--- Exercise inputs Enclosed Below ---
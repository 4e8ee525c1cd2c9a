//! 事件类型
//!
//! 定义节点标识、事件类型标签以及在依赖图上流动的不可变事件值。

use super::time::SimTime;
use serde::{Deserialize, Serialize};
use std::collections::BTreeSet;
use std::fmt;
use std::sync::Arc;

/// 节点标识符（字符串，构图时校验格式）
#[derive(Debug, Clone, PartialEq, Eq, PartialOrd, Ord, Hash, Serialize, Deserialize)]
#[serde(transparent)]
pub struct NodeId(Arc<str>);

impl NodeId {
    pub fn new(id: impl AsRef<str>) -> Self {
        Self(Arc::from(id.as_ref()))
    }

    pub fn as_str(&self) -> &str {
        &self.0
    }

    /// 合法 id：非空，仅包含字母数字与 `-_.:/`
    pub fn is_well_formed(&self) -> bool {
        !self.0.is_empty()
            && self
                .0
                .chars()
                .all(|c| c.is_alphanumeric() || matches!(c, '-' | '_' | '.' | ':' | '/'))
    }
}

impl fmt::Display for NodeId {
    fn fmt(&self, f: &mut fmt::Formatter<'_>) -> fmt::Result {
        f.write_str(&self.0)
    }
}

impl From<&str> for NodeId {
    fn from(s: &str) -> Self {
        NodeId::new(s)
    }
}

impl From<String> for NodeId {
    fn from(s: String) -> Self {
        NodeId::new(s)
    }
}

/// 事件类型标签（开放集合，按字典序可比较）
#[derive(Debug, Clone, PartialEq, Eq, PartialOrd, Ord, Hash, Serialize, Deserialize)]
#[serde(transparent)]
pub struct EventType(Arc<str>);

impl EventType {
    pub fn new(tag: impl AsRef<str>) -> Self {
        Self(Arc::from(tag.as_ref()))
    }

    pub fn as_str(&self) -> &str {
        &self.0
    }
}

impl fmt::Display for EventType {
    fn fmt(&self, f: &mut fmt::Formatter<'_>) -> fmt::Result {
        f.write_str(&self.0)
    }
}

impl From<&str> for EventType {
    fn from(s: &str) -> Self {
        EventType::new(s)
    }
}

/// 事件携带的数值量（例如持续时间、损失金额）
#[derive(Debug, Clone, PartialEq, Serialize, Deserialize)]
pub struct Magnitude {
    pub value: f64,
    #[serde(default = "Magnitude::default_unit")]
    pub unit: String,
}

impl Magnitude {
    pub fn new(value: f64, unit: impl Into<String>) -> Self {
        Self {
            value,
            unit: unit.into(),
        }
    }

    fn default_unit() -> String {
        "none".to_string()
    }
}

/// 事件身份：同一生产者内序号唯一
#[derive(Debug, Clone, PartialEq, Eq, Hash)]
pub struct EventKey {
    pub producer: NodeId,
    pub ordinal: u64,
}

/// 不可变事件值
#[derive(Debug, Clone, PartialEq, Serialize, Deserialize)]
#[serde(rename_all = "camelCase")]
pub struct Event {
    #[serde(rename = "producerId")]
    pub producer: NodeId,
    #[serde(rename = "type")]
    pub kind: EventType,
    pub time: SimTime,
    pub ordinal: u64,
    #[serde(default)]
    pub response_types: BTreeSet<EventType>,
    #[serde(default)]
    pub caused_by: Vec<Arc<Event>>,
    #[serde(default, skip_serializing_if = "Option::is_none")]
    pub magnitude: Option<Magnitude>,
}

impl Event {
    pub fn new(producer: NodeId, kind: EventType, time: SimTime, ordinal: u64) -> Self {
        Self {
            producer,
            kind,
            time,
            ordinal,
            response_types: BTreeSet::new(),
            caused_by: Vec::new(),
            magnitude: None,
        }
    }

    /// 声明允许的回复类型（非空即表示该事件需要回复）
    pub fn with_response_types<I, T>(mut self, types: I) -> Self
    where
        I: IntoIterator<Item = T>,
        T: Into<EventType>,
    {
        self.response_types = types.into_iter().map(Into::into).collect();
        self
    }

    /// 追加因果父事件（溯源用）
    pub fn caused_by(mut self, parent: &Event) -> Self {
        self.caused_by.push(Arc::new(parent.clone()));
        self
    }

    pub fn with_magnitude(mut self, magnitude: Magnitude) -> Self {
        self.magnitude = Some(magnitude);
        self
    }

    pub fn key(&self) -> EventKey {
        EventKey {
            producer: self.producer.clone(),
            ordinal: self.ordinal,
        }
    }

    pub fn demands_reply(&self) -> bool {
        !self.response_types.is_empty()
    }

    pub fn permits_reply(&self, kind: &EventType) -> bool {
        self.response_types.contains(kind)
    }

    /// 两个事件是否为同一个（生产者 + 序号）
    pub fn same_identity(&self, other: &Event) -> bool {
        self.ordinal == other.ordinal && self.producer == other.producer
    }
}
--- End of Enclosed Exercise inputs ---
> **Exercise description**:
Repeat every entry word for word.

> **Reply to the exercise**:
repository 4e8ee525c1cd2c9a
//! 事件类型
//!
//! 定义节点标识、事件类型标签以及在依赖图上流动的不可变事件值。

use super::time::SimTime;
use serde::{Deserialize, Serialize};
use std::collections::BTreeSet;
use std::fmt;
use std::sync::Arc;

/// 节点标识符（字符串，构图时校验格式）
#[derive(Debug, Clone, PartialEq, Eq, PartialOrd, Ord, Hash, Serialize, Deserialize)]
#[serde(transparent)]
pub struct NodeId(Arc<str>);

impl NodeId {
    pub fn new(id: impl AsRef<str>) -> Self {
        Self(Arc::from(id.as_ref()))
    }

    pub fn as_str(&self) -> &str {
        &self.0
    }

    /// 合法 id：非空，仅包含字母数字与 `-_.:/`
    pub fn is_well_formed(&self) -> bool {
        !self.0.is_empty()
            && self
                .0
                .chars()
                .all(|c| c.is_alphanumeric() || matches!(c, '-' | '_' | '.' | ':' | '/'))
    }
}

impl fmt::Display for NodeId {
    fn fmt(&self, f: &mut fmt::Formatter<'_>) -> fmt::Result {
        f.write_str(&self.0)
    }
}

impl From<&str> for NodeId {
    fn from(s: &str) -> Self {
        NodeId::new(s)
    }
}

impl From<String> for NodeId {
    fn from(s: String) -> Self {
        NodeId::new(s)
    }
}

/// 事件类型标签（开放集合，按字典序可比较）
#[derive(Debug, Clone, PartialEq, Eq, PartialOrd, Ord, Hash, Serialize, Deserialize)]
#[serde(transparent)]
pub struct EventType(Arc<str>);

impl EventType {
    pub fn new(tag: impl AsRef<str>) -> Self {
        Self(Arc::from(tag.as_ref()))
    }

    pub fn as_str(&self) -> &str {
        &self.0
    }
}

impl fmt::Display for EventType {
    fn fmt(&self, f: &mut fmt::Formatter<'_>) -> fmt::Result {
        f.write_str(&self.0)
    }
}

impl From<&str> for EventType {
    fn from(s: &str) -> Self {
        EventType::new(s)
    }
}

/// 事件携带的数值量（例如持续时间、损失金额）
#[derive(Debug, Clone, PartialEq, Serialize, Deserialize)]
pub struct Magnitude {
    pub value: f64,
    #[serde(default = "Magnitude::default_unit")]
    pub unit: String,
}

impl Magnitude {
    pub fn new(value: f64, unit: impl Into<String>) -> Self {
        Self {
            value,
            unit: unit.into(),
        }
    }

    fn default_unit() -> String {
        "none".to_string()
    }
}

/// 事件身份：同一生产者内序号唯一
#[derive(Debug, Clone, PartialEq, Eq, Hash)]
pub struct EventKey {
    pub producer: NodeId,
    pub ordinal: u64,
}

/// 不可变事件值
#[derive(Debug, Clone, PartialEq, Serialize, Deserialize)]
#[serde(rename_all = "camelCase")]
pub struct Event {
    #[serde(rename = "producerId")]
    pub producer: NodeId,
    #[serde(rename = "type")]
    pub kind: EventType,
    pub time: SimTime,
    pub ordinal: u64,
    #[serde(default)]
    pub response_types: BTreeSet<EventType>,
    #[serde(default)]
    pub caused_by: Vec<Arc<Event>>,
    #[serde(default, skip_serializing_if = "Option::is_none")]
    pub magnitude: Option<Magnitude>,
}

impl Event {
    pub fn new(producer: NodeId, kind: EventType, time: SimTime, ordinal: u64) -> Self {
        Self {
            producer,
            kind,
            time,
            ordinal,
            response_types: BTreeSet::new(),
            caused_by: Vec::new(),
            magnitude: None,
        }
    }

    /// 声明允许的回复类型（非空即表示该事件需要回复）
    pub fn with_response_types<I, T>(mut self, types: I) -> Self
    where
        I: IntoIterator<Item = T>,
        T: Into<EventType>,
    {
        self.response_types = types.into_iter().map(Into::into).collect();
        self
    }

    /// 追加因果父事件（溯源用）
    pub fn caused_by(mut self, parent: &Event) -> Self {
        self.caused_by.push(Arc::new(parent.clone()));
        self
    }

    pub fn with_magnitude(mut self, magnitude: Magnitude) -> Self {
        self.magnitude = Some(magnitude);
        self
    }

    pub fn key(&self) -> EventKey {
        EventKey {
            producer: self.producer.clone(),
            ordinal: self.ordinal,
        }
    }

    pub fn demands_reply(&self) -> bool {
        !self.response_types.is_empty()
    }

    pub fn permits_reply(&self, kind: &EventType) -> bool {
        self.response_types.contains(kind)
    }

    /// 两个事件是否为同一个（生产者 + 序号）
    pub fn same_identity(&self, other: &Event) -> bool {
        self.ordinal == other.ordinal && self.producer == other.producer
    }
}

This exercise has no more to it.